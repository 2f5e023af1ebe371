//! Device-count intent of an instance.
//!
//! An instance can ask for devices in two places: its own metadata (a per-instance
//! override) and its flavor's extra specs (the flavor declaration). The larger of
//! the two wins.

use api_types::StringMap;

use super::allocation::AllocationError;

/// Metadata and extra-spec key for Infiniband functions.
pub const IB_DEVICES_KEY: &str = "ib_devices";
/// Metadata and extra-spec key for GPUs.
pub const GPUS_KEY: &str = "gpus";
/// Extra-spec key listing passthrough PCI labels as a JSON array.
pub const PCI_LABELS_KEY: &str = "pci_passthrough:labels";

/// Count requested through instance metadata, a plain integer.
pub fn metadata_count(key: &str, metadata: &StringMap) -> Result<Option<usize>, AllocationError> {
    metadata
        .get(key)
        .map(|value| parse_count(key, value.trim(), value))
        .transpose()
}

/// Count requested through flavor extra specs.
///
/// Values look like `"= 2"` or `">= 1"`, or are a bare integer. The count is the
/// last whitespace-separated token.
pub fn extra_spec_count(
    key: &str,
    extra_specs: &StringMap,
) -> Result<Option<usize>, AllocationError> {
    extra_specs
        .get(key)
        .map(|value| {
            let token = value.split_whitespace().last().unwrap_or_default();
            parse_count(key, token, value)
        })
        .transpose()
}

/// `max(metadata, extra specs)`, zero when neither source mentions `key`.
pub fn requested_device_count(
    key: &str,
    metadata: &StringMap,
    extra_specs: &StringMap,
) -> Result<usize, AllocationError> {
    let from_metadata = metadata_count(key, metadata)?.unwrap_or(0);
    let from_flavor = extra_spec_count(key, extra_specs)?.unwrap_or(0);
    Ok(from_metadata.max(from_flavor))
}

/// Passthrough labels an instance type asks for. Labels may repeat.
pub fn requested_pci_labels(extra_specs: &StringMap) -> Result<Vec<String>, AllocationError> {
    let Some(raw) = extra_specs.get(PCI_LABELS_KEY) else {
        return Ok(Vec::new());
    };
    serde_json::from_str::<Vec<String>>(raw).map_err(|e| AllocationError::InvalidRequest {
        key: PCI_LABELS_KEY.to_string(),
        reason: format!("expected a JSON list of labels: {e}"),
    })
}

fn parse_count(key: &str, token: &str, raw: &str) -> Result<usize, AllocationError> {
    token
        .parse::<usize>()
        .map_err(|_| AllocationError::InvalidRequest {
            key: key.to_string(),
            reason: format!("`{raw}` is not a device count"),
        })
}

#[cfg(test)]
mod tests {
    use super::*;

    fn map(entries: &[(&str, &str)]) -> StringMap {
        entries
            .iter()
            .map(|(k, v)| (k.to_string(), v.to_string()))
            .collect()
    }

    #[test]
    fn larger_source_wins() {
        let metadata = map(&[("ib_devices", "1")]);
        let extra_specs = map(&[("ib_devices", "= 3")]);

        let count = requested_device_count(IB_DEVICES_KEY, &metadata, &extra_specs)
            .expect("should parse both sources");

        assert_eq!(count, 3);
    }

    #[test]
    fn absent_everywhere_means_zero() {
        let count = requested_device_count(GPUS_KEY, &StringMap::new(), &StringMap::new())
            .expect("absent keys are fine");
        assert_eq!(count, 0);
    }

    #[test]
    fn extra_spec_accepts_bare_and_operator_forms() {
        assert_eq!(
            extra_spec_count(GPUS_KEY, &map(&[("gpus", "2")])),
            Ok(Some(2))
        );
        assert_eq!(
            extra_spec_count(GPUS_KEY, &map(&[("gpus", ">= 4")])),
            Ok(Some(4))
        );
    }

    #[test]
    fn garbage_is_an_invalid_request() {
        let err = requested_device_count(GPUS_KEY, &map(&[("gpus", "many")]), &StringMap::new())
            .unwrap_err();
        assert!(matches!(err, AllocationError::InvalidRequest { ref key, .. } if key == "gpus"));

        let err = extra_spec_count(GPUS_KEY, &map(&[("gpus", "")])).unwrap_err();
        assert!(matches!(err, AllocationError::InvalidRequest { .. }));
    }

    #[test]
    fn pci_labels_are_a_json_list() {
        let labels = requested_pci_labels(&map(&[(
            "pci_passthrough:labels",
            r#"["fpga", "fpga", "nvme"]"#,
        )]))
        .expect("should parse labels");
        assert_eq!(labels, vec!["fpga", "fpga", "nvme"]);

        assert!(requested_pci_labels(&StringMap::new())
            .expect("absent key is fine")
            .is_empty());
        assert!(requested_pci_labels(&map(&[("pci_passthrough:labels", "fpga")])).is_err());
    }
}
=-=-=-=-=
* Exercise brief: Could you give the data above again, exact in every line?

* Exercise solution:
repository 2f5e023af1ebe371
//! Device-count intent of an instance.
//!
//! An instance can ask for devices in two places: its own metadata (a per-instance
//! override) and its flavor's extra specs (the flavor declaration). The larger of
//! the two wins.

use api_types::StringMap;

use super::allocation::AllocationError;

/// Metadata and extra-spec key for Infiniband functions.
pub const IB_DEVICES_KEY: &str = "ib_devices";
/// Metadata and extra-spec key for GPUs.
pub const GPUS_KEY: &str = "gpus";
/// Extra-spec key listing passthrough PCI labels as a JSON array.
pub const PCI_LABELS_KEY: &str = "pci_passthrough:labels";

/// Count requested through instance metadata, a plain integer.
pub fn metadata_count(key: &str, metadata: &StringMap) -> Result<Option<usize>, AllocationError> {
    metadata
        .get(key)
        .map(|value| parse_count(key, value.trim(), value))
        .transpose()
}

/// Count requested through flavor extra specs.
///
/// Values look like `"= 2"` or `">= 1"`, or are a bare integer. The count is the
/// last whitespace-separated token.
pub fn extra_spec_count(
    key: &str,
    extra_specs: &StringMap,
) -> Result<Option<usize>, AllocationError> {
    extra_specs
        .get(key)
        .map(|value| {
            let token = value.split_whitespace().last().unwrap_or_default();
            parse_count(key, token, value)
        })
        .transpose()
}

/// `max(metadata, extra specs)`, zero when neither source mentions `key`.
pub fn requested_device_count(
    key: &str,
    metadata: &StringMap,
    extra_specs: &StringMap,
) -> Result<usize, AllocationError> {
    let from_metadata = metadata_count(key, metadata)?.unwrap_or(0);
    let from_flavor = extra_spec_count(key, extra_specs)?.unwrap_or(0);
    Ok(from_metadata.max(from_flavor))
}

/// Passthrough labels an instance type asks for. Labels may repeat.
pub fn requested_pci_labels(extra_specs: &StringMap) -> Result<Vec<String>, AllocationError> {
    let Some(raw) = extra_specs.get(PCI_LABELS_KEY) else {
        return Ok(Vec::new());
    };
    serde_json::from_str::<Vec<String>>(raw).map_err(|e| AllocationError::InvalidRequest {
        key: PCI_LABELS_KEY.to_string(),
        reason: format!("expected a JSON list of labels: {e}"),
    })
}

fn parse_count(key: &str, token: &str, raw: &str) -> Result<usize, AllocationError> {
    token
        .parse::<usize>()
        .map_err(|_| AllocationError::InvalidRequest {
            key: key.to_string(),
            reason: format!("`{raw}` is not a device count"),
        })
}

#[cfg(test)]
mod tests {
    use super::*;

    fn map(entries: &[(&str, &str)]) -> StringMap {
        entries
            .iter()
            .map(|(k, v)| (k.to_string(), v.to_string()))
            .collect()
    }

    #[test]
    fn larger_source_wins() {
        let metadata = map(&[("ib_devices", "1")]);
        let extra_specs = map(&[("ib_devices", "= 3")]);

        let count = requested_device_count(IB_DEVICES_KEY, &metadata, &extra_specs)
            .expect("should parse both sources");

        assert_eq!(count, 3);
    }

    #[test]
    fn absent_everywhere_means_zero() {
        let count = requested_device_count(GPUS_KEY, &StringMap::new(), &StringMap::new())
            .expect("absent keys are fine");
        assert_eq!(count, 0);
    }

    #[test]
    fn extra_spec_accepts_bare_and_operator_forms() {
        assert_eq!(
            extra_spec_count(GPUS_KEY, &map(&[("gpus", "2")])),
            Ok(Some(2))
        );
        assert_eq!(
            extra_spec_count(GPUS_KEY, &map(&[("gpus", ">= 4")])),
            Ok(Some(4))
        );
    }

    #[test]
    fn garbage_is_an_invalid_request() {
        let err = requested_device_count(GPUS_KEY, &map(&[("gpus", "many")]), &StringMap::new())
            .unwrap_err();
        assert!(matches!(err, AllocationError::InvalidRequest { ref key, .. } if key == "gpus"));

        let err = extra_spec_count(GPUS_KEY, &map(&[("gpus", "")])).unwrap_err();
        assert!(matches!(err, AllocationError::InvalidRequest { .. }));
    }

    #[test]
    fn pci_labels_are_a_json_list() {
        let labels = requested_pci_labels(&map(&[(
            "pci_passthrough:labels",
            r#"["fpga", "fpga", "nvme"]"#,
        )]))
        .expect("should parse labels");
        assert_eq!(labels, vec!["fpga", "fpga", "nvme"]);

        assert!(requested_pci_labels(&StringMap::new())
            .expect("absent key is fine")
            .is_empty());
        assert!(requested_pci_labels(&map(&[("pci_passthrough:labels", "fpga")])).is_err());
    }
}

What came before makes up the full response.